## PROBLEM DESCRIPTION
Lines from the top of the entries through the line that has "pub use training::metrics::StepMetrics;" must be duplicated exactly, and no others.

## DATA FOR REVIEW
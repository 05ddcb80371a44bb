//! Contrastive BYOL masked autoencoder.
//!
//! Trains a masked sequence encoder with a composite objective: NT-Xent
//! contrastive loss between two augmented views, BYOL-style
//! supervised-contrastive distillation against frozen EMA momentum targets,
//! masked reconstruction, and multi-label classification. Built on burn;
//! single training step exposed for the loop in
//! [`training::trainer::train`].

pub mod model;
pub mod training;

pub use model::encoder::{MaskedEncoder, MaskedEncoderConfig};
pub use model::momentum::{EmaModule, MomentumError, MomentumTargets};
pub use model::online::{EncoderOutput, OnlineModel, OnlineModelConfig};
pub use training::data::{HostBatch, MaeBatch, SequenceExample, TwoViewSampler};
pub use training::gather::{ReplicaGather, SingleProcess};
pub use training::loss::{GroupedObjective, NtXent, PairwiseObjective, SupCon};
pub use training::metrics::StepMetrics;
pub use training::step::{BuildError, ContrastByolMae, ContrastByolMaeConfig, StepOutput};
pub use training::trainer::{
    configure_optimizer, lr_schedule, resume_from_checkpoint, train, CheckpointMeta,
    TrainingConfig,
};
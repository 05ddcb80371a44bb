//! Train the contrastive BYOL MAE on synthetic group-structured sequences.
//!
//! Usage:
//!   cargo run --release -p mae --example train_synthetic -- \
//!     --steps 500 --batch-size 16 --num-groups 8

use burn::backend::ndarray::NdArray;
use burn::backend::Autodiff;
use clap::Parser;
use rand::rngs::StdRng;
use rand::{Rng, SeedableRng};
use tracing_subscriber::EnvFilter;

use mae::{
    train, ContrastByolMaeConfig, NtXent, OnlineModelConfig, SequenceExample, SupCon,
    TrainingConfig, TwoViewSampler,
};

type B = Autodiff<NdArray<f32>>;

#[derive(Parser)]
struct Args {
    /// Number of training steps.
    #[arg(long, default_value_t = 500)]
    steps: usize,
    /// Examples per batch.
    #[arg(long, default_value_t = 16)]
    batch_size: usize,
    /// Number of identity groups in the synthetic pool.
    #[arg(long, default_value_t = 8)]
    num_groups: usize,
    /// Examples per group.
    #[arg(long, default_value_t = 12)]
    per_group: usize,
    /// Sequence length.
    #[arg(long, default_value_t = 16)]
    seq_len: usize,
    /// Feature dimension per token.
    #[arg(long, default_value_t = 8)]
    d_input: usize,
    /// Number of multi-label classes.
    #[arg(long, default_value_t = 4)]
    num_classes: usize,
    /// RNG seed for the synthetic pool.
    #[arg(long, default_value_t = 42)]
    seed: u64,
}

/// Build a pool where each group has a feature prototype and a deterministic
/// multi-label target derived from its bits.
fn synthetic_pool(args: &Args, rng: &mut StdRng) -> Vec<SequenceExample> {
    let mut pool = Vec::with_capacity(args.num_groups * args.per_group);
    for group in 0..args.num_groups {
        let prototype: Vec<f32> = (0..args.seq_len * args.d_input)
            .map(|_| rng.gen::<f32>() * 2.0 - 1.0)
            .collect();
        let targets: Vec<f32> = (0..args.num_classes)
            .map(|c| ((group >> (c % 8)) & 1) as f32)
            .collect();
        for _ in 0..args.per_group {
            let features = prototype
                .iter()
                .map(|v| v + (rng.gen::<f32>() - 0.5) * 0.2)
                .collect();
            pool.push(SequenceExample {
                features,
                group: group as i64,
                targets: targets.clone(),
                object_len: args.seq_len - rng.gen_range(0..=args.seq_len / 4),
            });
        }
    }
    pool
}

fn main() -> anyhow::Result<()> {
    tracing_subscriber::fmt()
        .with_env_filter(
            EnvFilter::try_from_default_env().unwrap_or_else(|_| EnvFilter::new("info")),
        )
        .init();

    let args = Args::parse();
    let device = Default::default();
    let mut rng = StdRng::seed_from_u64(args.seed);

    let sampler = TwoViewSampler::new(
        synthetic_pool(&args, &mut rng),
        args.seq_len,
        args.d_input,
        args.num_classes,
        0.1,
        0.05,
    )?;
    tracing::info!(examples = sampler.len(), "Synthetic pool ready");

    let online = OnlineModelConfig::new(args.d_input, args.seq_len, args.num_classes)
        .with_d_model(32)
        .with_n_layers(2)
        .with_n_heads(4)
        .with_d_ff(64)
        .with_d_decoder(16)
        .with_proj_hidden(64)
        .with_proj_dim(16)
        .with_mask_ratio(0.5)
        .init::<B>(&device);

    let model = ContrastByolMaeConfig::new()
        .with_weight_ssl(0.05)
        .with_weight_supcon(1.0)
        .with_weight_recon(1.0)
        .with_mask_ratio2(0.25)
        .init(
            online,
            Some(Box::new(NtXent::default())),
            Some(Box::new(SupCon::default())),
        )?;

    let config = TrainingConfig::new()
        .with_total_steps(args.steps)
        .with_warmup_steps(args.steps / 10)
        .with_batch_size(args.batch_size)
        .with_log_interval(50)
        .with_checkpoint_interval(0);

    let _trained = train(&config, model, &sampler, &device, None)?;
    Ok(())
}
//! Projection and classification heads attached to the pooled representation.

use burn::nn::{LayerNorm, LayerNormConfig, Linear, LinearConfig};
use burn::prelude::*;
use burn::tensor::activation;

/// Configuration for [`ProjectionHead`].
#[derive(Config, Debug)]
pub struct ProjectionHeadConfig {
    /// Pooled representation dimension.
    pub d_input: usize,
    /// Hidden dimension of the MLP.
    #[config(default = 2048)]
    pub d_hidden: usize,
    /// Output (contrastive embedding) dimension.
    #[config(default = 128)]
    pub d_output: usize,
}

/// Two-layer projection MLP used for the distillation branch:
/// Linear → LayerNorm → ReLU → Linear.
#[derive(Module, Debug)]
pub struct ProjectionHead<B: Backend> {
    /// Expansion: d_input → d_hidden.
    pub fc1: Linear<B>,
    /// Norm over the hidden features.
    pub norm: LayerNorm<B>,
    /// Contraction: d_hidden → d_output.
    pub fc2: Linear<B>,
}

impl ProjectionHeadConfig {
    /// Initialize a [`ProjectionHead`].
    pub fn init<B: Backend>(&self, device: &B::Device) -> ProjectionHead<B> {
        ProjectionHead {
            fc1: LinearConfig::new(self.d_input, self.d_hidden).init(device),
            norm: LayerNormConfig::new(self.d_hidden).init(device),
            fc2: LinearConfig::new(self.d_hidden, self.d_output).init(device),
        }
    }
}

impl<B: Backend> ProjectionHead<B> {
    /// Project `(batch, d_input)` to `(batch, d_output)`.
    pub fn forward(&self, pooled: Tensor<B, 2>) -> Tensor<B, 2> {
        let x = activation::relu(self.norm.forward(self.fc1.forward(pooled)));
        self.fc2.forward(x)
    }
}

/// Configuration for [`ClassifierHead`].
#[derive(Config, Debug)]
pub struct ClassifierHeadConfig {
    /// Pooled representation dimension.
    pub d_input: usize,
    /// Number of multi-label classes.
    pub num_classes: usize,
}

/// Linear multi-label classifier over the pooled representation.
#[derive(Module, Debug)]
pub struct ClassifierHead<B: Backend> {
    /// Logit head: d_input → num_classes.
    pub fc: Linear<B>,
}

impl ClassifierHeadConfig {
    /// Initialize a [`ClassifierHead`].
    pub fn init<B: Backend>(&self, device: &B::Device) -> ClassifierHead<B> {
        ClassifierHead {
            fc: LinearConfig::new(self.d_input, self.num_classes).init(device),
        }
    }
}

impl<B: Backend> ClassifierHead<B> {
    /// Compute logits, shape `(batch, num_classes)`.
    pub fn forward(&self, pooled: Tensor<B, 2>) -> Tensor<B, 2> {
        self.fc.forward(pooled)
    }
}

#[cfg(test)]
mod tests {
    use super::*;
    use burn::backend::ndarray::NdArray;
    use burn::tensor::Distribution;

    type TestBackend = NdArray<f32>;

    #[test]
    fn test_projection_shape() {
        let device = Default::default();
        let head = ProjectionHeadConfig::new(16)
            .with_d_hidden(32)
            .with_d_output(8)
            .init::<TestBackend>(&device);
        let pooled = Tensor::<TestBackend, 2>::random(
            [4, 16],
            Distribution::Normal(0.0, 1.0),
            &device,
        );
        assert_eq!(head.forward(pooled).dims(), [4, 8]);
    }

    #[test]
    fn test_classifier_shape() {
        let device = Default::default();
        let head = ClassifierHeadConfig::new(16, 5).init::<TestBackend>(&device);
        let pooled = Tensor::<TestBackend, 2>::random(
            [3, 16],
            Distribution::Normal(0.0, 1.0),
            &device,
        );
        assert_eq!(head.forward(pooled).dims(), [3, 5]);
    }
}
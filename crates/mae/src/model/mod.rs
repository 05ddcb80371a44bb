//! Model components: masked encoder/decoder, pooling and prediction heads,
//! the online module bundle, and the EMA momentum targets.

pub mod block;
pub mod decoder;
pub mod encoder;
pub mod heads;
pub mod momentum;
pub mod online;
pub mod pool;
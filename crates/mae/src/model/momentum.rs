//! Exponential-moving-average target modules.
//!
//! The distillation branch keeps frozen structural clones of the online
//! encoder, pooling head, and projection head, refreshed after every
//! optimizer step with `target ← m·target + (1−m)·online`. Targets live on
//! the non-autodiff inner backend, so no computation graph is ever built
//! over them and they can never receive gradients.

use burn::module::Param;
use burn::nn::{LayerNorm, Linear};
use burn::prelude::*;

use crate::model::block::{SelfAttention, TransformerBlock};
use crate::model::encoder::MaskedEncoder;
use crate::model::heads::ProjectionHead;
use crate::model::pool::AttentionPool;

/// Errors raised while pairing online and target modules.
#[derive(Debug, thiserror::Error)]
pub enum MomentumError {
    /// Online and target module parameter counts differ; an EMA update over
    /// such a pair would silently misalign.
    #[error("parameter count mismatch for {component}: online has {online}, target has {target}")]
    ParamCountMismatch {
        component: &'static str,
        online: usize,
        target: usize,
    },
}

/// A module whose parameters can be blended toward an online counterpart.
///
/// Implementations blend field by field, so parameter pairing is structural
/// rather than dependent on any traversal order.
pub trait EmaModule<B: Backend>: Module<B> + Sized {
    /// Returns `self` with every parameter replaced by
    /// `momentum·self + (1−momentum)·online`.
    fn ema_update(self, online: &Self, momentum: f64) -> Self;
}

fn blend<B: Backend, const D: usize>(
    target: &Param<Tensor<B, D>>,
    online: &Param<Tensor<B, D>>,
    momentum: f64,
) -> Param<Tensor<B, D>> {
    Param::from_tensor(target.val() * momentum + online.val() * (1.0 - momentum))
}

impl<B: Backend> EmaModule<B> for Linear<B> {
    fn ema_update(mut self, online: &Self, momentum: f64) -> Self {
        self.weight = blend(&self.weight, &online.weight, momentum);
        self.bias = match (self.bias, &online.bias) {
            (Some(target), Some(online)) => Some(blend(&target, online, momentum)),
            (target, _) => target,
        };
        self
    }
}

impl<B: Backend> EmaModule<B> for LayerNorm<B> {
    fn ema_update(mut self, online: &Self, momentum: f64) -> Self {
        self.gamma = blend(&self.gamma, &online.gamma, momentum);
        self.beta = blend(&self.beta, &online.beta, momentum);
        self
    }
}

impl<B: Backend> EmaModule<B> for SelfAttention<B> {
    fn ema_update(mut self, online: &Self, momentum: f64) -> Self {
        self.query = self.query.ema_update(&online.query, momentum);
        self.key = self.key.ema_update(&online.key, momentum);
        self.value = self.value.ema_update(&online.value, momentum);
        self.output = self.output.ema_update(&online.output, momentum);
        self
    }
}

impl<B: Backend> EmaModule<B> for TransformerBlock<B> {
    fn ema_update(mut self, online: &Self, momentum: f64) -> Self {
        self.norm1 = self.norm1.ema_update(&online.norm1, momentum);
        self.attn = self.attn.ema_update(&online.attn, momentum);
        self.norm2 = self.norm2.ema_update(&online.norm2, momentum);
        self.ff1 = self.ff1.ema_update(&online.ff1, momentum);
        self.ff2 = self.ff2.ema_update(&online.ff2, momentum);
        self
    }
}

impl<B: Backend> EmaModule<B> for MaskedEncoder<B> {
    fn ema_update(mut self, online: &Self, momentum: f64) -> Self {
        assert_eq!(
            self.blocks.len(),
            online.blocks.len(),
            "online/target encoder depth diverged"
        );
        self.input_proj = self.input_proj.ema_update(&online.input_proj, momentum);
        self.pos_embed = blend(&self.pos_embed, &online.pos_embed, momentum);
        self.blocks = self
            .blocks
            .into_iter()
            .zip(online.blocks.iter())
            .map(|(target, online)| target.ema_update(online, momentum))
            .collect();
        self.norm = self.norm.ema_update(&online.norm, momentum);
        self
    }
}

impl<B: Backend> EmaModule<B> for AttentionPool<B> {
    fn ema_update(mut self, online: &Self, momentum: f64) -> Self {
        self.score = self.score.ema_update(&online.score, momentum);
        self
    }
}

impl<B: Backend> EmaModule<B> for ProjectionHead<B> {
    fn ema_update(mut self, online: &Self, momentum: f64) -> Self {
        self.fc1 = self.fc1.ema_update(&online.fc1, momentum);
        self.norm = self.norm.ema_update(&online.norm, momentum);
        self.fc2 = self.fc2.ema_update(&online.fc2, momentum);
        self
    }
}

/// Frozen EMA clones of the online encoder, pooling head, and projection
/// head.
#[derive(Module, Debug)]
pub struct MomentumTargets<B: Backend> {
    /// Target encoder.
    pub encoder: MaskedEncoder<B>,
    /// Target pooling head.
    pub pool: AttentionPool<B>,
    /// Target projection head.
    pub projector: ProjectionHead<B>,
}

fn check_aligned<B: Backend, M: Module<B>>(
    component: &'static str,
    online: &M,
    target: &M,
) -> Result<(), MomentumError> {
    let (online, target) = (online.num_params(), target.num_params());
    if online != target {
        return Err(MomentumError::ParamCountMismatch {
            component,
            online,
            target,
        });
    }
    Ok(())
}

impl<B: Backend> MomentumTargets<B> {
    /// Pair target modules with their online counterparts, validating that
    /// each pair has an identical parameter count.
    pub fn pair(
        online_encoder: &MaskedEncoder<B>,
        target_encoder: MaskedEncoder<B>,
        online_pool: &AttentionPool<B>,
        target_pool: AttentionPool<B>,
        online_projector: &ProjectionHead<B>,
        target_projector: ProjectionHead<B>,
    ) -> Result<Self, MomentumError> {
        check_aligned("encoder", online_encoder, &target_encoder)?;
        check_aligned("pool", online_pool, &target_pool)?;
        check_aligned("projector", online_projector, &target_projector)?;
        Ok(Self {
            encoder: target_encoder,
            pool: target_pool,
            projector: target_projector,
        })
    }

    /// Blend every target parameter toward its online counterpart.
    pub fn update(
        mut self,
        online_encoder: &MaskedEncoder<B>,
        online_pool: &AttentionPool<B>,
        online_projector: &ProjectionHead<B>,
        momentum: f64,
    ) -> Self {
        self.encoder = self.encoder.ema_update(online_encoder, momentum);
        self.pool = self.pool.ema_update(online_pool, momentum);
        self.projector = self.projector.ema_update(online_projector, momentum);
        self
    }
}

#[cfg(test)]
mod tests {
    use super::*;
    use crate::model::encoder::MaskedEncoderConfig;
    use crate::model::heads::ProjectionHeadConfig;
    use crate::model::pool::AttentionPoolConfig;
    use burn::backend::ndarray::NdArray;

    type TestBackend = NdArray<f32>;

    fn parts(
        device: &<TestBackend as Backend>::Device,
    ) -> (
        MaskedEncoder<TestBackend>,
        AttentionPool<TestBackend>,
        ProjectionHead<TestBackend>,
    ) {
        (
            MaskedEncoderConfig::new(4, 8, 6)
                .with_n_layers(1)
                .with_n_heads(2)
                .with_d_ff(16)
                .init(device),
            AttentionPoolConfig::new(8).init(device),
            ProjectionHeadConfig::new(8)
                .with_d_hidden(16)
                .with_d_output(4)
                .init(device),
        )
    }

    #[test]
    fn test_pair_accepts_structural_clones() {
        let device = Default::default();
        let (encoder, pool, projector) = parts(&device);
        let targets = MomentumTargets::pair(
            &encoder,
            encoder.clone(),
            &pool,
            pool.clone(),
            &projector,
            projector.clone(),
        )
        .unwrap();
        assert_eq!(targets.encoder.num_params(), encoder.num_params());
    }

    #[test]
    fn test_pair_rejects_mismatched_shapes() {
        let device = Default::default();
        let (encoder, pool, projector) = parts(&device);
        let wider_projector = ProjectionHeadConfig::new(8)
            .with_d_hidden(32)
            .with_d_output(4)
            .init(&device);

        let err = MomentumTargets::pair(
            &encoder,
            encoder.clone(),
            &pool,
            pool.clone(),
            &projector,
            wider_projector,
        )
        .unwrap_err();
        match err {
            MomentumError::ParamCountMismatch { component, .. } => {
                assert_eq!(component, "projector");
            }
        }
    }

    #[test]
    fn test_ema_is_elementwise_blend() {
        let device = Default::default();
        let momentum = 0.9;

        let online = ProjectionHeadConfig::new(4)
            .with_d_hidden(8)
            .with_d_output(4)
            .init::<TestBackend>(&device);
        let target = ProjectionHeadConfig::new(4)
            .with_d_hidden(8)
            .with_d_output(4)
            .init::<TestBackend>(&device);

        let old: Vec<f32> = target.fc1.weight.val().into_data().to_vec().unwrap();
        let new: Vec<f32> = online.fc1.weight.val().into_data().to_vec().unwrap();

        let updated = target.ema_update(&online, momentum);
        let blended: Vec<f32> = updated.fc1.weight.val().into_data().to_vec().unwrap();

        for ((b, o), n) in blended.iter().zip(&old).zip(&new) {
            let expected = o * momentum as f32 + n * (1.0 - momentum as f32);
            assert!(
                (b - expected).abs() < 1e-6,
                "expected {expected}, got {b}"
            );
        }
    }

    #[test]
    fn test_momentum_one_freezes_target() {
        let device = Default::default();
        let (encoder, pool, projector) = parts(&device);
        let targets = MomentumTargets::pair(
            &encoder,
            encoder.clone(),
            &pool,
            pool.clone(),
            &projector,
            projector.clone(),
        )
        .unwrap();

        let before: Vec<f32> = targets
            .encoder
            .input_proj
            .weight
            .val()
            .into_data()
            .to_vec()
            .unwrap();
        let (other_encoder, other_pool, other_projector) = parts(&device);
        let targets = targets.update(&other_encoder, &other_pool, &other_projector, 1.0);
        let after: Vec<f32> = targets
            .encoder
            .input_proj
            .weight
            .val()
            .into_data()
            .to_vec()
            .unwrap();

        for (b, a) in before.iter().zip(&after) {
            assert!((b - a).abs() < 1e-6);
        }
    }
}
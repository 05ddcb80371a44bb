//! Attention pooling over encoded tokens.

use burn::nn::{Linear, LinearConfig};
use burn::prelude::*;
use burn::tensor::activation;

/// Configuration for [`AttentionPool`].
#[derive(Config, Debug)]
pub struct AttentionPoolConfig {
    /// Token embedding dimension.
    pub d_model: usize,
}

/// Softmax-weighted pooling: a learned score per token, pooled representation
/// is the score-weighted sum of the tokens.
#[derive(Module, Debug)]
pub struct AttentionPool<B: Backend> {
    /// Scoring head: d_model → 1.
    pub score: Linear<B>,
}

impl AttentionPoolConfig {
    /// Initialize an [`AttentionPool`].
    pub fn init<B: Backend>(&self, device: &B::Device) -> AttentionPool<B> {
        AttentionPool {
            score: LinearConfig::new(self.d_model, 1).init(device),
        }
    }
}

impl<B: Backend> AttentionPool<B> {
    /// Pool `(batch, tokens, d_model)` to `(batch, d_model)`.
    ///
    /// Also returns the per-token attention weights, shape `(batch, tokens)`.
    pub fn forward(&self, hidden: Tensor<B, 3>) -> (Tensor<B, 2>, Tensor<B, 2>) {
        let [batch, tokens, d_model] = hidden.dims();
        let scores: Tensor<B, 2> = self.score.forward(hidden.clone()).squeeze::<2>(2);
        let weights = activation::softmax(scores, 1);
        let pooled = (hidden * weights.clone().unsqueeze_dim::<3>(2))
            .sum_dim(1)
            .reshape([batch, d_model]);
        (pooled, weights)
    }
}

#[cfg(test)]
mod tests {
    use super::*;
    use burn::backend::ndarray::NdArray;
    use burn::tensor::Distribution;

    type TestBackend = NdArray<f32>;

    #[test]
    fn test_pool_shapes() {
        let device = Default::default();
        let pool = AttentionPoolConfig::new(16).init::<TestBackend>(&device);
        let hidden = Tensor::<TestBackend, 3>::random(
            [3, 7, 16],
            Distribution::Normal(0.0, 1.0),
            &device,
        );
        let (pooled, weights) = pool.forward(hidden);
        assert_eq!(pooled.dims(), [3, 16]);
        assert_eq!(weights.dims(), [3, 7]);
    }

    #[test]
    fn test_weights_sum_to_one() {
        let device = Default::default();
        let pool = AttentionPoolConfig::new(8).init::<TestBackend>(&device);
        let hidden = Tensor::<TestBackend, 3>::random(
            [2, 5, 8],
            Distribution::Normal(0.0, 1.0),
            &device,
        );
        let (_, weights) = pool.forward(hidden);
        let sums: Vec<f32> = weights.sum_dim(1).into_data().to_vec().unwrap();
        for s in sums {
            assert!((s - 1.0).abs() < 1e-5, "weights should sum to 1, got {s}");
        }
    }

    #[test]
    fn test_constant_tokens_pool_to_themselves() {
        let device = Default::default();
        let pool = AttentionPoolConfig::new(4).init::<TestBackend>(&device);
        let hidden = Tensor::<TestBackend, 3>::ones([1, 6, 4], &device) * 2.5;
        let (pooled, _) = pool.forward(hidden);
        let vals: Vec<f32> = pooled.into_data().to_vec().unwrap();
        for v in vals {
            assert!((v - 2.5).abs() < 1e-5, "constant input should pool unchanged, got {v}");
        }
    }
}
//! The contrastive BYOL masked-autoencoder training step.
//!
//! One step runs both augmented views through the online model, gathers
//! representations across replicas, composes the self-supervised losses
//! (NT-Xent between views, BYOL-style supervised-contrastive against the
//! momentum targets, masked reconstruction) with the multi-label
//! classification loss, and returns the scalar objective together with a
//! structured metric breakdown. The momentum update runs as a separate hook
//! after each optimizer step.

use burn::module::AutodiffModule;
use burn::nn::loss::BinaryCrossEntropyLossConfig;
use burn::prelude::*;
use burn::tensor::activation;
use burn::tensor::backend::AutodiffBackend;

use crate::model::momentum::{MomentumError, MomentumTargets};
use crate::model::online::OnlineModel;
use crate::training::data::MaeBatch;
use crate::training::gather::ReplicaGather;
use crate::training::loss::{masked_recon_loss, GroupedObjective, PairwiseObjective};
use crate::training::metrics::{ranking_metrics, StepMetrics};

/// Errors raised while assembling a [`ContrastByolMae`].
#[derive(Debug, thiserror::Error)]
pub enum BuildError {
    /// Neither contrastive objective was supplied; the model would have no
    /// representation-learning signal.
    #[error("at least one of the self-supervised or supervised-contrastive objectives must be provided")]
    MissingObjective,
    /// The momentum coefficient is outside `[0, 1)`.
    #[error("momentum must be in [0, 1), got {0}")]
    InvalidMomentum(f64),
    /// Online/target pairing failed.
    #[error(transparent)]
    Momentum(#[from] MomentumError),
}
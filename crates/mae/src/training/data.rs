//! Batch types and the two-view augmentation sampler.
//!
//! The sampler owns a set of labeled sequences and produces batches with two
//! independently augmented views per example (uniform jitter + feature
//! dropout), host-side. Conversion to device tensors happens per batch.

use burn::prelude::*;
use rand::Rng;

/// One labeled sequence in the training pool.
#[derive(Debug, Clone)]
pub struct SequenceExample {
    /// Token features, row-major `(seq_len, d_input)`.
    pub features: Vec<f32>,
    /// Group/identity label used by the supervised-contrastive objective.
    pub group: i64,
    /// Multi-label target vector, length `num_classes`, values in {0, 1}.
    pub targets: Vec<f32>,
    /// Number of leading in-object tokens; the rest are padding/background.
    pub object_len: usize,
}

/// A host-side batch before tensor conversion.
#[derive(Debug, Clone)]
pub struct HostBatch {
    /// View-1 features, `(batch, seq_len, d_input)` row-major.
    pub view1: Vec<f32>,
    /// View-2 features, same layout.
    pub view2: Vec<f32>,
    /// Group labels, length `batch`.
    pub groups: Vec<i64>,
    /// Multi-label targets, `(batch, num_classes)` row-major.
    pub targets: Vec<f32>,
    /// Object masks, `(batch, seq_len)` row-major.
    pub object_mask: Vec<f32>,
    /// Batch size.
    pub batch: usize,
    /// Sequence length.
    pub seq_len: usize,
    /// Feature dimension.
    pub d_input: usize,
    /// Number of classes.
    pub num_classes: usize,
}

/// A device-resident training batch.
#[derive(Debug, Clone)]
pub struct MaeBatch<B: Backend> {
    /// First augmented view, `(batch, seq_len, d_input)`.
    pub view1: Tensor<B, 3>,
    /// Second augmented view, `(batch, seq_len, d_input)`.
    pub view2: Tensor<B, 3>,
    /// Group labels, `(batch,)`.
    pub groups: Tensor<B, 1, Int>,
    /// Multi-label targets, `(batch, num_classes)`.
    pub targets: Tensor<B, 2>,
    /// Object mask, `(batch, seq_len)`, 1 = in-object.
    pub object_mask: Tensor<B, 2>,
}

impl HostBatch {
    /// Move the batch onto a device.
    pub fn to_device<B: Backend>(&self, device: &B::Device) -> MaeBatch<B> {
        let shape3 = [self.batch, self.seq_len, self.d_input];
        MaeBatch {
            view1: Tensor::from_data(TensorData::new(self.view1.clone(), shape3), device),
            view2: Tensor::from_data(TensorData::new(self.view2.clone(), shape3), device),
            groups: Tensor::from_data(
                TensorData::new(self.groups.clone(), [self.batch]),
                device,
            ),
            targets: Tensor::from_data(
                TensorData::new(self.targets.clone(), [self.batch, self.num_classes]),
                device,
            ),
            object_mask: Tensor::from_data(
                TensorData::new(self.object_mask.clone(), [self.batch, self.seq_len]),
                device,
            ),
        }
    }
}

/// Samples two-view batches from a pool of labeled sequences.
#[derive(Debug, Clone)]
pub struct TwoViewSampler {
    examples: Vec<SequenceExample>,
    seq_len: usize,
    d_input: usize,
    num_classes: usize,
    jitter: f32,
    feature_dropout: f64,
}

impl TwoViewSampler {
    /// Build a sampler, validating that every example matches the declared
    /// shapes.
    pub fn new(
        examples: Vec<SequenceExample>,
        seq_len: usize,
        d_input: usize,
        num_classes: usize,
        jitter: f32,
        feature_dropout: f64,
    ) -> anyhow::Result<Self> {
        anyhow::ensure!(!examples.is_empty(), "sampler needs at least one example");
        anyhow::ensure!(
            (0.0..1.0).contains(&feature_dropout),
            "feature_dropout must be in [0, 1), got {feature_dropout}"
        );
        for (i, example) in examples.iter().enumerate() {
            anyhow::ensure!(
                example.features.len() == seq_len * d_input,
                "example {i} has {} feature values, expected {}",
                example.features.len(),
                seq_len * d_input
            );
            anyhow::ensure!(
                example.targets.len() == num_classes,
                "example {i} has {} targets, expected {num_classes}",
                example.targets.len()
            );
            anyhow::ensure!(
                example.object_len <= seq_len,
                "example {i} object_len {} exceeds seq_len {seq_len}",
                example.object_len
            );
        }
        Ok(Self {
            examples,
            seq_len,
            d_input,
            num_classes,
            jitter,
            feature_dropout,
        })
    }

    /// Number of examples in the pool.
    pub fn len(&self) -> usize {
        self.examples.len()
    }

    /// Whether the pool is empty. Always false for a constructed sampler.
    pub fn is_empty(&self) -> bool {
        self.examples.is_empty()
    }

    fn augment<R: Rng>(&self, features: &[f32], rng: &mut R) -> Vec<f32> {
        features
            .iter()
            .map(|&v| {
                if rng.gen::<f64>() < self.feature_dropout {
                    0.0
                } else {
                    v + (rng.gen::<f32>() * 2.0 - 1.0) * self.jitter
                }
            })
            .collect()
    }

    /// Draw a batch of examples with replacement and augment each twice.
    pub fn sample_batch<R: Rng>(&self, batch_size: usize, rng: &mut R) -> HostBatch {
        let mut view1 = Vec::with_capacity(batch_size * self.seq_len * self.d_input);
        let mut view2 = Vec::with_capacity(batch_size * self.seq_len * self.d_input);
        let mut groups = Vec::with_capacity(batch_size);
        let mut targets = Vec::with_capacity(batch_size * self.num_classes);
        let mut object_mask = Vec::with_capacity(batch_size * self.seq_len);

        for _ in 0..batch_size {
            let example = &self.examples[rng.gen_range(0..self.examples.len())];
            view1.extend(self.augment(&example.features, rng));
            view2.extend(self.augment(&example.features, rng));
            groups.push(example.group);
            targets.extend_from_slice(&example.targets);
            object_mask.extend(
                (0..self.seq_len).map(|t| if t < example.object_len { 1.0 } else { 0.0 }),
            );
        }

        HostBatch {
            view1,
            view2,
            groups,
            targets,
            object_mask,
            batch: batch_size,
            seq_len: self.seq_len,
            d_input: self.d_input,
            num_classes: self.num_classes,
        }
    }
}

## RESPONSE
repository 05ddcb80371a44bb
//! Contrastive BYOL masked autoencoder.
//!
//! Trains a masked sequence encoder with a composite objective: NT-Xent
//! contrastive loss between two augmented views, BYOL-style
//! supervised-contrastive distillation against frozen EMA momentum targets,
//! masked reconstruction, and multi-label classification. Built on burn;
//! single training step exposed for the loop in
//! [`training::trainer::train`].

pub mod model;
pub mod training;

pub use model::encoder::{MaskedEncoder, MaskedEncoderConfig};
pub use model::momentum::{EmaModule, MomentumError, MomentumTargets};
pub use model::online::{EncoderOutput, OnlineModel, OnlineModelConfig};
pub use training::data::{HostBatch, MaeBatch, SequenceExample, TwoViewSampler};
pub use training::gather::{ReplicaGather, SingleProcess};
pub use training::loss::{GroupedObjective, NtXent, PairwiseObjective, SupCon};
pub use training::metrics::StepMetrics;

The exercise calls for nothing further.